The current study also revealed that movement errors are more pronounced at the distal end, away from the pivoting point at the sclerotomy site. Previous studies also showed higher movement errors when the sensors were attached to the handle end of the forceps away from sclerotomy site.15 This finding is most likely due to the stabilizing effect of the sclerotomy site. However, it should be noted that the distal end of the forceps is where the action of peeling takes place. The distance between the distal end of the forceps and the finger position of the surgeon is roughly 40 mm with a pivot point at sclerotomy site located approximately at the mid-distance.4 It is likely that experienced surgeons are making the use of the stabilizing effect of sclerotomy sites to dampen movement errors that they become aware of through visual feedback.5,16
Another interesting finding of the current study was the disappearance of the correlation between low-frequency movement errors and the actuation process when the influence of the surgeons’ hand was eliminated. This kind of correlation was previously reported not only with manually actuated forceps but also with pneumatically powered forceps when held by hand.4 Our finding supports the hypothesis put forward in previous studies, that surgeons who are more experienced in manually actuating forceps tend to inadvertently use their hand muscles during foot pedal actuation due to long-term muscle memory.
Conclusion
In conclusion, surgeon- and non-surgeon-related motion errors are apparent in all axes, but skilled surgeons adopt a mechanism to correct these errors.

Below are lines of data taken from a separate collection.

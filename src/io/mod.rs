mod http;
mod local;
mod stream;

pub use http::HttpRangeReader;
pub use local::LocalFileReader;
pub use stream::SourceStream;

use std::io;

/// Trait for random access reading from a data source
pub trait ReadAt {
    /// Read data at the specified offset into the buffer
    ///
    /// Returns the number of bytes read; `0` means `offset` is at or past the end.
    fn read_at(&self, offset: u64, buf: &mut [u8]) -> io::Result<usize>;

    /// Get the total size of the data source
    fn size(&self) -> u64;
}

impl ReadAt for Vec<u8> {
    fn read_at(&self, offset: u64, buf: &mut [u8]) -> io::Result<usize> {
        let Ok(start) = usize::try_from(offset) else {
            return Ok(0);
        };
        if start >= self.len() {
            return Ok(0);
        }
        let n = buf.len().min(self.len() - start);
        buf[..n].copy_from_slice(&self[start..start + n]);
        Ok(n)
    }

    fn size(&self) -> u64 {
        self.len() as u64
    }
}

The correction mechanism works best in the plane that provides the most visual feedback to the surgeon. Sclerotomy sites provide a pivoting and stabilizing point for the shaft of the forceps and it is likely that skilled surgeons with good visual-motor coordination make use of the sclerotomy point to dampen motion errors, a skill worth teaching to beginners.17 Eye surgery simulation systems like Eye Si could play an important part in developing visual-motor coordination and reducing unintentional hand movements.17,18,19,20
Study Limitations
One of the limitations of the study was the influence of surgeons’ experience on the outcome. However both surgeons were experienced, and bias was further reduced by repeating the experiments multiple times.